Working through the lines below, return each one that holds "ReactionId".
------ Information shown ------
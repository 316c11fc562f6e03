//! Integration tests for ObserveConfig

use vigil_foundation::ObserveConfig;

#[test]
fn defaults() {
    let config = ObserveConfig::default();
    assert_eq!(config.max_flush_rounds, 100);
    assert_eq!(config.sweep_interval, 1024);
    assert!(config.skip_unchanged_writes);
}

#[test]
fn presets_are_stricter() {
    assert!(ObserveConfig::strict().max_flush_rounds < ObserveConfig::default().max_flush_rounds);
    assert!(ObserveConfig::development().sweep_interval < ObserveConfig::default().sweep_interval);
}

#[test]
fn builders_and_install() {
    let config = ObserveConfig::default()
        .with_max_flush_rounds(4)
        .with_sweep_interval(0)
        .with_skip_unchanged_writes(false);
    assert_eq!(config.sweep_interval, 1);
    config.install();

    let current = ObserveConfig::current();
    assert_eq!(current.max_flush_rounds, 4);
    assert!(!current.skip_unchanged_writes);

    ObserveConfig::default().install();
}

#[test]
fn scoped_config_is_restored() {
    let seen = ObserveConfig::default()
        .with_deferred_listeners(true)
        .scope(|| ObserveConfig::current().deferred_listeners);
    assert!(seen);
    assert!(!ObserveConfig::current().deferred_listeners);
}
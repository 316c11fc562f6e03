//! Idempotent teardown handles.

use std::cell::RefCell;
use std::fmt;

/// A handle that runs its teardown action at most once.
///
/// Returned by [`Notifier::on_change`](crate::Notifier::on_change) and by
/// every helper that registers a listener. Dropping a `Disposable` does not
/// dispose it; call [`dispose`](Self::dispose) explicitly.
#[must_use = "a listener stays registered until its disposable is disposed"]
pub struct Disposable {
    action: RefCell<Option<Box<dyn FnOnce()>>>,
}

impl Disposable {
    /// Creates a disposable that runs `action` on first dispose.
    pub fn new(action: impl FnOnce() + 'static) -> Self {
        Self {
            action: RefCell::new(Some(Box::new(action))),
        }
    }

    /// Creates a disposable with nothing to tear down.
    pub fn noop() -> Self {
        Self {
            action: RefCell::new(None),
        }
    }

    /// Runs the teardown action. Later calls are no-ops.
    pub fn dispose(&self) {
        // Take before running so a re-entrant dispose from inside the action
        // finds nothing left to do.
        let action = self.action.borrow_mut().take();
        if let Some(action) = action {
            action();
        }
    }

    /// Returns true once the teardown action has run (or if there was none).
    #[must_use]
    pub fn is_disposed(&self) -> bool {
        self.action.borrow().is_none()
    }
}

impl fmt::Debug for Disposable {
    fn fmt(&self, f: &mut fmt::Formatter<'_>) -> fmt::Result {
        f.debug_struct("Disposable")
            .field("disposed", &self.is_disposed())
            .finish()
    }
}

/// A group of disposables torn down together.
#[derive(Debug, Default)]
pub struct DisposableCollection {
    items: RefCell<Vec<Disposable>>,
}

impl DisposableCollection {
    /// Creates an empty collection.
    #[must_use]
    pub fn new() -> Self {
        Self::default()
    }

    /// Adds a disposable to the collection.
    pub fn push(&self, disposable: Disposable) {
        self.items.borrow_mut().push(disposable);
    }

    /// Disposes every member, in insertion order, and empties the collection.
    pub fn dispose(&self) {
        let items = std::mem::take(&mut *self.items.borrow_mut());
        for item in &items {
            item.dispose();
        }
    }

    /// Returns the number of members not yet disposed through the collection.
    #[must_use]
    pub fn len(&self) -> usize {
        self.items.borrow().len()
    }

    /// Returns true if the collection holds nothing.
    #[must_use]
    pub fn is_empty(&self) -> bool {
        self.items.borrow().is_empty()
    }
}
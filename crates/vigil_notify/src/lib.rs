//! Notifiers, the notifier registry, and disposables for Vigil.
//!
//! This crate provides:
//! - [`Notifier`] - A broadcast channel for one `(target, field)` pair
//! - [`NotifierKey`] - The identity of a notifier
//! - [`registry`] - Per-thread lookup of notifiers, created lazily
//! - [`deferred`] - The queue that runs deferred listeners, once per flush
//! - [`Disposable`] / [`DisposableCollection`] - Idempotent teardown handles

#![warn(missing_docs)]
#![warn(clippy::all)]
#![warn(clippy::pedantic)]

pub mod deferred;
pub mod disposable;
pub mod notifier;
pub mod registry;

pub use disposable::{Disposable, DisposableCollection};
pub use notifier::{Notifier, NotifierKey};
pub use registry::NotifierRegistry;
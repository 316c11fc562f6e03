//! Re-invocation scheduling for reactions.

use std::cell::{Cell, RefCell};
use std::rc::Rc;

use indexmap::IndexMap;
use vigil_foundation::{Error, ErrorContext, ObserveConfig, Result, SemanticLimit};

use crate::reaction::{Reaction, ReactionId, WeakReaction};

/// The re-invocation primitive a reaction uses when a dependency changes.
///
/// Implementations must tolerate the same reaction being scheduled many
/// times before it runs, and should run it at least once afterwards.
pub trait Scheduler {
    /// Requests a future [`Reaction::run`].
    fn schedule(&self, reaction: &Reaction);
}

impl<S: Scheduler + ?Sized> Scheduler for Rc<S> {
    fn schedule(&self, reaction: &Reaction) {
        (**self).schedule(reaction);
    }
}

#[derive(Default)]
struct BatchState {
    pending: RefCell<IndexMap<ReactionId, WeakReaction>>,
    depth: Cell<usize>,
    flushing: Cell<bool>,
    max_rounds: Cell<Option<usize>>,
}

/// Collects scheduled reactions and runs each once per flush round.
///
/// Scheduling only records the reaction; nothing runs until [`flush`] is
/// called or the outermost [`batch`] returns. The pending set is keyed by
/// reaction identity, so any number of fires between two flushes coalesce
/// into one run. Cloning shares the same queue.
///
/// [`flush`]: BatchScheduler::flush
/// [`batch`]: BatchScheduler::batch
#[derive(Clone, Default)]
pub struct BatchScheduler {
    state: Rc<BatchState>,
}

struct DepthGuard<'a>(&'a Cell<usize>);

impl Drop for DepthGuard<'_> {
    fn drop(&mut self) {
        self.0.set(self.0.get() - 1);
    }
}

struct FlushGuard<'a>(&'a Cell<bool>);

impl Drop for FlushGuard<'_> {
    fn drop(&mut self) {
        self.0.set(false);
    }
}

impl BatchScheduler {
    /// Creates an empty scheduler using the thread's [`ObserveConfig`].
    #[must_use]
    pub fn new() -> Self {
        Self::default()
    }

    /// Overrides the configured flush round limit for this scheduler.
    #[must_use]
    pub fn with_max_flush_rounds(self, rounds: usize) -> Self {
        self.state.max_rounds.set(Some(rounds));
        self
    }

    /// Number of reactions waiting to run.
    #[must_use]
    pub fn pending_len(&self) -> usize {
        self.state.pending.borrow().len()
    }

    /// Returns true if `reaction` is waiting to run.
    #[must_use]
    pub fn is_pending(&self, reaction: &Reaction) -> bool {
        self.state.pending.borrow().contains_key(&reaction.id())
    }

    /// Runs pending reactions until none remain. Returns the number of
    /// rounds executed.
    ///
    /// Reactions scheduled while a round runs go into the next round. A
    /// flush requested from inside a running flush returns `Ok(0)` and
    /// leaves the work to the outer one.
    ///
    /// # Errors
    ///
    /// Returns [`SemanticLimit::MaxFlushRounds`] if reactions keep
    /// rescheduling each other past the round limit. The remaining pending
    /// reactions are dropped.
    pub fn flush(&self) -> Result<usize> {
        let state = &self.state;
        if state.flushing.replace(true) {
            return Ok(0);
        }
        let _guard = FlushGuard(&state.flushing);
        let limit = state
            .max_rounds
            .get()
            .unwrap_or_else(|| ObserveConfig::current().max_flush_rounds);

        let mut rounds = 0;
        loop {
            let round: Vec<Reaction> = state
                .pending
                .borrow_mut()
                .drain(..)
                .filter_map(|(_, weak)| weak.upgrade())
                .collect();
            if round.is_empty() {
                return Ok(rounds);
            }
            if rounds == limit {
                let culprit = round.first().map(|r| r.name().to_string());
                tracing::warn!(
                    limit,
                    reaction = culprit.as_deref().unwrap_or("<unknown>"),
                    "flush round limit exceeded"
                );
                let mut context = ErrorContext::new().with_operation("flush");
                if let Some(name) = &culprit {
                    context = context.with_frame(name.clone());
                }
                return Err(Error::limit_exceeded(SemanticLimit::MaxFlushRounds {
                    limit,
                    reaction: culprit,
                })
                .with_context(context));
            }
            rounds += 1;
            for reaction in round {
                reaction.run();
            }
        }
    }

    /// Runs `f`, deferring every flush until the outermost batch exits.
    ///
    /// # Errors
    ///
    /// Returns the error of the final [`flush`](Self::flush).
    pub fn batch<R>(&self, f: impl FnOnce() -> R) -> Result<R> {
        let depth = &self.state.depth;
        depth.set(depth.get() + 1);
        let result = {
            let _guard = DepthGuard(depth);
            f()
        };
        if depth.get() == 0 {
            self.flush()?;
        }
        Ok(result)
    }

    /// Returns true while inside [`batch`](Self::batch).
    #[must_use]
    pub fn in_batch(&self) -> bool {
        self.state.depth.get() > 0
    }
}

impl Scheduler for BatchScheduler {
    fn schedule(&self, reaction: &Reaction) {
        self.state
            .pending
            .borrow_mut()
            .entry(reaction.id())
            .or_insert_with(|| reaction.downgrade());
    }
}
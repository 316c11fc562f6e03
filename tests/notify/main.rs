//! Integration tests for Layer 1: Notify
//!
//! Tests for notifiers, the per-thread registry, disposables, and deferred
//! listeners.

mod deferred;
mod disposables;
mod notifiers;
------
------ Information shown ------
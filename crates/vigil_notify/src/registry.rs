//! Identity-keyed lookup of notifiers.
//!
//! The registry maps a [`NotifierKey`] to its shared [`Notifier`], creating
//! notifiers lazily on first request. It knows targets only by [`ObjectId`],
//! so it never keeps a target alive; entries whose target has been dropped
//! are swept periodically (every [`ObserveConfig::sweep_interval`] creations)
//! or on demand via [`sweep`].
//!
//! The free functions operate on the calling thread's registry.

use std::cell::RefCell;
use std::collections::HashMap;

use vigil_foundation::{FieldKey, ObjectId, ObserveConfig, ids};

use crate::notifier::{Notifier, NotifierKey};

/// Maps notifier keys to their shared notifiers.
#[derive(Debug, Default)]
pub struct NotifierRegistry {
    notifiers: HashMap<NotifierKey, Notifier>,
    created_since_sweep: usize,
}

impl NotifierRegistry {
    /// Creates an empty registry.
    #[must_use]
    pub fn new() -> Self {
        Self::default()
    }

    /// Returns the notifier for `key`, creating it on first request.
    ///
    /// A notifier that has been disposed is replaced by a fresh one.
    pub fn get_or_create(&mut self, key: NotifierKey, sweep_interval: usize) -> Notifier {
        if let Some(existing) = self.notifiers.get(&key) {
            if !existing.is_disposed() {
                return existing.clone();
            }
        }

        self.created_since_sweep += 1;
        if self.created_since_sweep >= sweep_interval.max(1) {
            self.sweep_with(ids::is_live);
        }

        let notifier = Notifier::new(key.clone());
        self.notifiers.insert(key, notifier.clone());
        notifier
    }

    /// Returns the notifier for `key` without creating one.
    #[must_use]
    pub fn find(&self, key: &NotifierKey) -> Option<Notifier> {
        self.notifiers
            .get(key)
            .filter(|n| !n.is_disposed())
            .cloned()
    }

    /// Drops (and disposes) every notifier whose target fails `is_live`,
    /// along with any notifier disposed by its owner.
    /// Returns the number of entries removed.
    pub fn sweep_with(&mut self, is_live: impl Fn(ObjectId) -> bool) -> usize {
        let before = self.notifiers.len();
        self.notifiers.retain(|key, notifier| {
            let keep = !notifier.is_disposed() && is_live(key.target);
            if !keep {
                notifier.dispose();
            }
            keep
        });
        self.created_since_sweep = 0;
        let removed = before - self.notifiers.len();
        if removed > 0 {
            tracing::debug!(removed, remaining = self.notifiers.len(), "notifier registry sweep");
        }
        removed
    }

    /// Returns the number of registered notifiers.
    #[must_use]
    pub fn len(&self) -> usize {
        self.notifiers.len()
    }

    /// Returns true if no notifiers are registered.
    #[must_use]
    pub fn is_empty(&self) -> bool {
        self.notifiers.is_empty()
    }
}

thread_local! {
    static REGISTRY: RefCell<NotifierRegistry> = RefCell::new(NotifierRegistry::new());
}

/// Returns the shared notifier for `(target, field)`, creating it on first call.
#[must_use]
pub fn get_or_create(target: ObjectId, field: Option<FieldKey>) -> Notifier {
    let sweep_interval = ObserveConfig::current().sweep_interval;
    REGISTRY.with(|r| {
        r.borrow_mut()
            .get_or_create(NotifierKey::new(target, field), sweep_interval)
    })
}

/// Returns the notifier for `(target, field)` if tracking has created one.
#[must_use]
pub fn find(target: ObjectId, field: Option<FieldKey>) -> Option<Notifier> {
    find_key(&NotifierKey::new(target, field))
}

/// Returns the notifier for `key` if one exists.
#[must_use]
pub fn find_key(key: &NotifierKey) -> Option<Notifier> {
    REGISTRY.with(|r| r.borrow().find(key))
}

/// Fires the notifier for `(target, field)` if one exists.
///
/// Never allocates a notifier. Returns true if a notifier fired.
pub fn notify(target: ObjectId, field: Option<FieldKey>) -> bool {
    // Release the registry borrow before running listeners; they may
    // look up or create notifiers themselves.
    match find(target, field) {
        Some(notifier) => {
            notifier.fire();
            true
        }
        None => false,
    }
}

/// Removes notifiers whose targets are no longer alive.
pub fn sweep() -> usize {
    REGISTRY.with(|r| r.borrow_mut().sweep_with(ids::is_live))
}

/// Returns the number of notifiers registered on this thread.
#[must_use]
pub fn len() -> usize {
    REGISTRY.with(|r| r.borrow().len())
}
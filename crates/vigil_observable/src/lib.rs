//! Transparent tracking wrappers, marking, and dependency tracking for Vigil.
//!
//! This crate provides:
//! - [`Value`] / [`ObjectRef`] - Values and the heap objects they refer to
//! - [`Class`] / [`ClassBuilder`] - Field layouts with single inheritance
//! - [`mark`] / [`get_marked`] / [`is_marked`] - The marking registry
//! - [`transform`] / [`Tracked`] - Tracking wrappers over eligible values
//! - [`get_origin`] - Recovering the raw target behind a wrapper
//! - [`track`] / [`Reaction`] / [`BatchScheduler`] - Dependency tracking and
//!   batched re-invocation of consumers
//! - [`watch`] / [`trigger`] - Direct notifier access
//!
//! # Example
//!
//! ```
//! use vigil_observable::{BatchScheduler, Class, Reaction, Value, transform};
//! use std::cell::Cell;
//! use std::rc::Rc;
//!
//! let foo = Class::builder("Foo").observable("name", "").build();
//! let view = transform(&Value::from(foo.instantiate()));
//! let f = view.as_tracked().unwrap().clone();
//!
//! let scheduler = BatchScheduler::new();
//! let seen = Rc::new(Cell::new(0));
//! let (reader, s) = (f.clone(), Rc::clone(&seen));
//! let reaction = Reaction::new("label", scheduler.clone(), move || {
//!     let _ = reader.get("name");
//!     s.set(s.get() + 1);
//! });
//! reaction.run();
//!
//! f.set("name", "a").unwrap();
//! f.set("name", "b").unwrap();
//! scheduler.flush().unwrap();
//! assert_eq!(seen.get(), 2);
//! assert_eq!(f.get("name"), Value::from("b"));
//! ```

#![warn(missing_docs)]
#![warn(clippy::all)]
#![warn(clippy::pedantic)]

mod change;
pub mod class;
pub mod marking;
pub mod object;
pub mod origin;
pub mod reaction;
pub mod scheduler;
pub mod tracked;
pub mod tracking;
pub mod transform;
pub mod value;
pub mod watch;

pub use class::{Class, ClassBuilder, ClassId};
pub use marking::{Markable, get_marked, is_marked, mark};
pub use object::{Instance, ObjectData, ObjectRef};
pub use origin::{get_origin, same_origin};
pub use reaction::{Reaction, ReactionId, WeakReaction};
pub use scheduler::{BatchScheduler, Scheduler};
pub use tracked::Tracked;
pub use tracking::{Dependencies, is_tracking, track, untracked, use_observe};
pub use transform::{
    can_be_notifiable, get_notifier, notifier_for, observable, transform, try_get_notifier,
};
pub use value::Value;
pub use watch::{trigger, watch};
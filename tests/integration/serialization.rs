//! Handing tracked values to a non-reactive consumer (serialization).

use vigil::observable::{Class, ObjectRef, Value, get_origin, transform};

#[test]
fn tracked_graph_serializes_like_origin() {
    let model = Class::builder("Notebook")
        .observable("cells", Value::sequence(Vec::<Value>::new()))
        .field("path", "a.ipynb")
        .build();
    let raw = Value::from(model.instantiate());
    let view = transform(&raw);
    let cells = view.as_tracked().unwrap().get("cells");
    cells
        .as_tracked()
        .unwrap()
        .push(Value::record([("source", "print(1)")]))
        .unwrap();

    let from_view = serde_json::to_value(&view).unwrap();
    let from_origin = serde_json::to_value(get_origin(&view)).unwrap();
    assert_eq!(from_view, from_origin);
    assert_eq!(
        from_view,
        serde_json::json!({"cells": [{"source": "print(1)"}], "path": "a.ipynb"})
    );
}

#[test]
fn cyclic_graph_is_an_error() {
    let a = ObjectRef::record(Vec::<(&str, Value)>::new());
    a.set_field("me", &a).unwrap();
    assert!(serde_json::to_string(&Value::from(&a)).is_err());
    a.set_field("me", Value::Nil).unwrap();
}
------
▶ **Response for this exercise**:
use crate::reaction::{Reaction, ReactionId, WeakReaction};
    pending: RefCell<IndexMap<ReactionId, WeakReaction>>,
pub use reaction::{Reaction, ReactionId, WeakReaction};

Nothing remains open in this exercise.